Task instructions:
The records below must be duplicated exactly, character for character.

-- Provided material follows --

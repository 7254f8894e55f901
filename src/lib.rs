//! taleforge - generation backend for an AI-run tabletop adventure
//!
//! Turns one game event into a narrative turn, a scene illustration,
//! synthesized speech or a transcript, using remote API models and
//! locally hosted ones that share a single accelerator.

pub mod config;
pub mod orchestration;

pub use config::{Credentials, TaleforgeConfig};
pub use orchestration::{GenerationError, GenerationRequest, Orchestrator};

-- Provided material concluded --

Task result:
repository 7254f8894e55f901
filename src/lib.rs
//! taleforge - generation backend for an AI-run tabletop adventure
//!
//! Turns one game event into a narrative turn, a scene illustration,
//! synthesized speech or a transcript, using remote API models and
//! locally hosted ones that share a single accelerator.

pub mod config;
pub mod orchestration;

pub use config::{Credentials, TaleforgeConfig};
pub use orchestration::{GenerationError, GenerationRequest, Orchestrator};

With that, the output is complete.